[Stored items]
*** Block opens ***

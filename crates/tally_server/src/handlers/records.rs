//! Record handlers. All of them act in the caller's effective scope.
//!
//! GET    /api/records
//! POST   /api/records
//! POST   /api/records/inline_edit
//! DELETE /api/records/:id
//! POST   /api/records/reset_scores
//! POST   /api/records/reset_all
//! POST   /api/admin/reset_data

use std::sync::Arc;

use axum::extract::Path;
use axum::{Extension, Json};
use serde::Deserialize;
use serde_json::Value;
use tally_core::edit::InlineUpdateOutcome;
use tally_core::service::{RecordInput, ResetTarget};
use tally_core::types::{Record, Scope};
use tally_core::{LedgerService, TallyError};

use super::{ok, Affected, ApiResponse};
use crate::error::AppError;
use crate::session::CurrentUser;

#[derive(Debug, Deserialize)]
pub struct InlineEditRequest {
    pub id: i64,
    pub field: String,
    /// Text or a JSON number.
    #[serde(default)]
    pub value: Value,
}

#[derive(Debug, Deserialize)]
pub struct ResetDataRequest {
    /// CURRENT, UnitA, UnitB or ALL.
    pub scope: String,
}

fn value_text(value: &Value) -> String {
    match value {
        Value::String(s) => s.clone(),
        Value::Null => String::new(),
        other => other.to_string(),
    }
}

pub async fn list_records(
    Extension(service): Extension<Arc<dyn LedgerService>>,
    Extension(current): Extension<CurrentUser>,
) -> Result<Json<ApiResponse<Vec<Record>>>, AppError> {
    let records = service
        .list_records(&current.principal, current.scope)
        .await?;
    Ok(ok(records))
}

pub async fn create_record(
    Extension(service): Extension<Arc<dyn LedgerService>>,
    Extension(current): Extension<CurrentUser>,
    Json(input): Json<RecordInput>,
) -> Result<Json<ApiResponse<Record>>, AppError> {
    let record = service
        .create_record(&current.principal, current.scope, input)
        .await?;
    Ok(ok(record))
}

pub async fn inline_edit(
    Extension(service): Extension<Arc<dyn LedgerService>>,
    Extension(current): Extension<CurrentUser>,
    Json(req): Json<InlineEditRequest>,
) -> Result<Json<ApiResponse<InlineUpdateOutcome>>, AppError> {
    let outcome = service
        .inline_update(
            &current.principal,
            current.scope,
            req.id,
            &req.field,
            &value_text(&req.value),
        )
        .await?;
    Ok(ok(outcome))
}

pub async fn delete_record(
    Extension(service): Extension<Arc<dyn LedgerService>>,
    Extension(current): Extension<CurrentUser>,
    Path(id): Path<i64>,
) -> Result<Json<ApiResponse<i64>>, AppError> {
    service
        .delete_record(&current.principal, current.scope, id)
        .await?;
    Ok(ok(id))
}

pub async fn reset_scores(
    Extension(service): Extension<Arc<dyn LedgerService>>,
    Extension(current): Extension<CurrentUser>,
) -> Result<Json<ApiResponse<Affected>>, AppError> {
    let affected = service
        .reset_scores(&current.principal, current.scope)
        .await?;
    Ok(ok(Affected { affected }))
}

pub async fn reset_all(
    Extension(service): Extension<Arc<dyn LedgerService>>,
    Extension(current): Extension<CurrentUser>,
) -> Result<Json<ApiResponse<Affected>>, AppError> {
    let affected = service
        .reset_all(&current.principal, current.scope)
        .await?;
    Ok(ok(Affected { affected }))
}

pub async fn reset_data(
    Extension(service): Extension<Arc<dyn LedgerService>>,
    Extension(current): Extension<CurrentUser>,
    Json(req): Json<ResetDataRequest>,
) -> Result<Json<ApiResponse<Affected>>, AppError> {
    let target = match req.scope.trim().to_ascii_uppercase().as_str() {
        "CURRENT" => ResetTarget::Scope(current.scope),
        "ALL" => ResetTarget::All,
        other => ResetTarget::Scope(Scope::parse(other).ok_or_else(|| {
            TallyError::InvalidValue(format!(
                "reset scope must be CURRENT, UnitA, UnitB or ALL, got '{}'",
                req.scope
            ))
        })?),
    };
    let affected = service
        .admin_reset_data(&current.principal, target)
        .await?;
    Ok(ok(Affected { affected }))
}
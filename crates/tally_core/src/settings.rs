//! Per-unit display labels stored in the `settings` key/value table.

use serde::Serialize;

use crate::types::Scope;

pub const MONTHLY_TITLE_FALLBACK_KEY: &str = "monthly_title";
pub const DEFAULT_MONTHLY_TITLE: &str = "MONTHLY SCORE STATISTICS";
pub const DEFAULT_STATS_LABEL: &str = "Total cases";

pub fn monthly_title_key(scope: Scope) -> String {
    format!("monthly_title_{scope}")
}

pub fn stats_title_key(scope: Scope) -> String {
    format!("stats_title_{scope}")
}

pub fn stats_label_key(scope: Scope) -> String {
    format!("stats_label_{scope}")
}

pub fn default_stats_title(scope: Scope) -> String {
    format!("Score statistics {scope}")
}

#[derive(Debug, Clone, PartialEq, Eq, Serialize)]
pub struct ScopeLabels {
    pub scope: Scope,
    pub monthly_title: String,
    pub stats_title: String,
    pub stats_label: String,
}

impl ScopeLabels {
    /// Resolve labels from whatever keys are set. `lookup` returns the stored value, if any.
    pub fn resolve(scope: Scope, lookup: impl Fn(&str) -> Option<String>) -> Self {
        let non_empty = |key: &str| lookup(key).filter(|v| !v.trim().is_empty());
        Self {
            scope,
            monthly_title: non_empty(&monthly_title_key(scope))
                .or_else(|| non_empty(MONTHLY_TITLE_FALLBACK_KEY))
                .unwrap_or_else(|| DEFAULT_MONTHLY_TITLE.to_string()),
            stats_title: non_empty(&stats_title_key(scope))
                .unwrap_or_else(|| default_stats_title(scope)),
            stats_label: non_empty(&stats_label_key(scope))
                .unwrap_or_else(|| DEFAULT_STATS_LABEL.to_string()),
        }
    }

    /// Every key read by [`ScopeLabels::resolve`] for this scope.
    pub fn keys(scope: Scope) -> [String; 4] {
        [
            monthly_title_key(scope),
            MONTHLY_TITLE_FALLBACK_KEY.to_string(),
            stats_title_key(scope),
            stats_label_key(scope),
        ]
    }
}
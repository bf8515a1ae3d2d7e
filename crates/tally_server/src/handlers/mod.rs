//! Route handlers. Every success body is `{ "success": true, "data": ... }`.

pub mod auth;
pub mod health;
pub mod logs;
pub mod records;
pub mod settings;
pub mod stats;
pub mod users;

use axum::Json;
use serde::Serialize;

#[derive(Debug, Serialize)]
pub struct ApiResponse<T> {
    pub success: bool,
    pub data: T,
}

pub fn ok<T: Serialize>(data: T) -> Json<ApiResponse<T>> {
    Json(ApiResponse {
        success: true,
        data,
    })
}

/// `{ "affected": n }` for bulk operations.
#[derive(Debug, Serialize)]
pub struct Affected {
    pub affected: u64,
}
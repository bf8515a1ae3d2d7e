//! Authorization policy: role × capability matrix and effective-scope resolution.
//!
//! | Capability          | admin | editor | viewer |
//! |---------------------|-------|--------|--------|
//! | ViewStatistics      | yes   | yes    | yes    |
//! | ViewRecords         | yes   | yes    | no     |
//! | EditRecords         | yes   | yes    | no     |
//! | ViewAuditLog        | yes   | no     | no     |
//! | Administer          | yes   | no     | no     |

use serde::Serialize;

use crate::types::{Role, Scope, ScopeGrant};

/// The default unit when neither the request nor the session names one.
pub const DEFAULT_SCOPE: Scope = Scope::UnitA;

#[derive(Debug, Clone, Copy, PartialEq, Eq, Hash, Serialize)]
#[serde(rename_all = "snake_case")]
pub enum Capability {
    /// Leaderboard and monthly statistics.
    ViewStatistics,
    /// The editable record table.
    ViewRecords,
    /// Create, inline-edit, delete and scope-wide score resets.
    EditRecords,
    ViewAuditLog,
    /// Users, settings and data wipes.
    Administer,
}

impl Capability {
    pub const ALL: [Capability; 5] = [
        Capability::ViewStatistics,
        Capability::ViewRecords,
        Capability::EditRecords,
        Capability::ViewAuditLog,
        Capability::Administer,
    ];
}

impl Role {
    pub fn allows(&self, capability: Capability) -> bool {
        match capability {
            Capability::ViewStatistics => true,
            Capability::ViewRecords | Capability::EditRecords => {
                matches!(self, Role::Admin | Role::Editor)
            }
            Capability::ViewAuditLog | Capability::Administer => *self == Role::Admin,
        }
    }

    pub fn capabilities(&self) -> Vec<Capability> {
        Capability::ALL
            .into_iter()
            .filter(|c| self.allows(*c))
            .collect()
    }
}

/// Reconcile a requested scope with what the caller is allowed to see.
///
/// Admins and holders of an `All` grant get the requested scope, falling back
/// to the prior session scope and then [`DEFAULT_SCOPE`]. Everyone else is
/// pinned to their granted unit; a differing request is overridden, not
/// rejected.
pub fn resolve_scope(
    role: Role,
    grant: ScopeGrant,
    requested: Option<Scope>,
    prior: Option<Scope>,
) -> Scope {
    if role == Role::Admin || grant == ScopeGrant::All {
        return requested.or(prior).unwrap_or(DEFAULT_SCOPE);
    }
    grant.fixed_scope().unwrap_or(DEFAULT_SCOPE)
}

/// Scope filter for cross-unit reads (statistics, leaderboard).
///
/// `None` means both units and is only ever returned to callers that see all.
pub fn resolve_read_filter(role: Role, grant: ScopeGrant, requested: Option<Scope>) -> Option<Scope> {
    if role == Role::Admin || grant == ScopeGrant::All {
        return requested;
    }
    Some(grant.fixed_scope().unwrap_or(DEFAULT_SCOPE))
}
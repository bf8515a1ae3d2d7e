//! Statistics for every role.
//!
//! GET /api/stats/monthly?year=&scope=
//! GET /api/stats/top?limit=&scope=
//!
//! Without `scope` (or with `scope=ALL`) callers that see every unit get both;
//! restricted callers always get their own unit.

use std::sync::Arc;

use axum::extract::Query;
use axum::{Extension, Json};
use chrono::{Datelike, Utc};
use serde::{Deserialize, Serialize};
use tally_core::stats::{LeaderboardEntry, MonthlyTotal};
use tally_core::types::Scope;
use tally_core::LedgerService;

use super::{ok, ApiResponse};
use crate::error::AppError;
use crate::session::CurrentUser;

#[derive(Debug, Deserialize)]
pub struct MonthlyQuery {
    pub year: Option<i32>,
    pub scope: Option<String>,
}

#[derive(Debug, Deserialize)]
pub struct TopQuery {
    pub limit: Option<i64>,
    pub scope: Option<String>,
}

#[derive(Debug, Serialize)]
pub struct MonthlyResponse {
    pub year: i32,
    pub months: Vec<MonthlyTotal>,
}

pub async fn monthly(
    Extension(service): Extension<Arc<dyn LedgerService>>,
    Extension(current): Extension<CurrentUser>,
    Query(query): Query<MonthlyQuery>,
) -> Result<Json<ApiResponse<MonthlyResponse>>, AppError> {
    let year = query.year.unwrap_or_else(|| Utc::now().year());
    let scope = query.scope.as_deref().and_then(Scope::parse);
    let months = service
        .monthly_totals(&current.principal, year, scope)
        .await?;
    Ok(ok(MonthlyResponse { year, months }))
}

pub async fn top(
    Extension(service): Extension<Arc<dyn LedgerService>>,
    Extension(current): Extension<CurrentUser>,
    Query(query): Query<TopQuery>,
) -> Result<Json<ApiResponse<Vec<LeaderboardEntry>>>, AppError> {
    let scope = query.scope.as_deref().and_then(Scope::parse);
    let entries = service
        .top_scorers(&current.principal, query.limit, scope)
        .await?;
    Ok(ok(entries))
}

*** Block closes ***

**To do**
Of the entries above, transcribe exactly those lines that fall between the line containing "matches!(self, Role::Admin |" and the line containing "scope, falling back", together with those two lines.

**Reply to the task**
                matches!(self, Role::Admin | Role::Editor)
            }
            Capability::ViewAuditLog | Capability::Administer => *self == Role::Admin,
        }
    }

    pub fn capabilities(&self) -> Vec<Capability> {
        Capability::ALL
            .into_iter()
            .filter(|c| self.allows(*c))
            .collect()
    }
}

/// Reconcile a requested scope with what the caller is allowed to see.
///
/// Admins and holders of an `All` grant get the requested scope, falling back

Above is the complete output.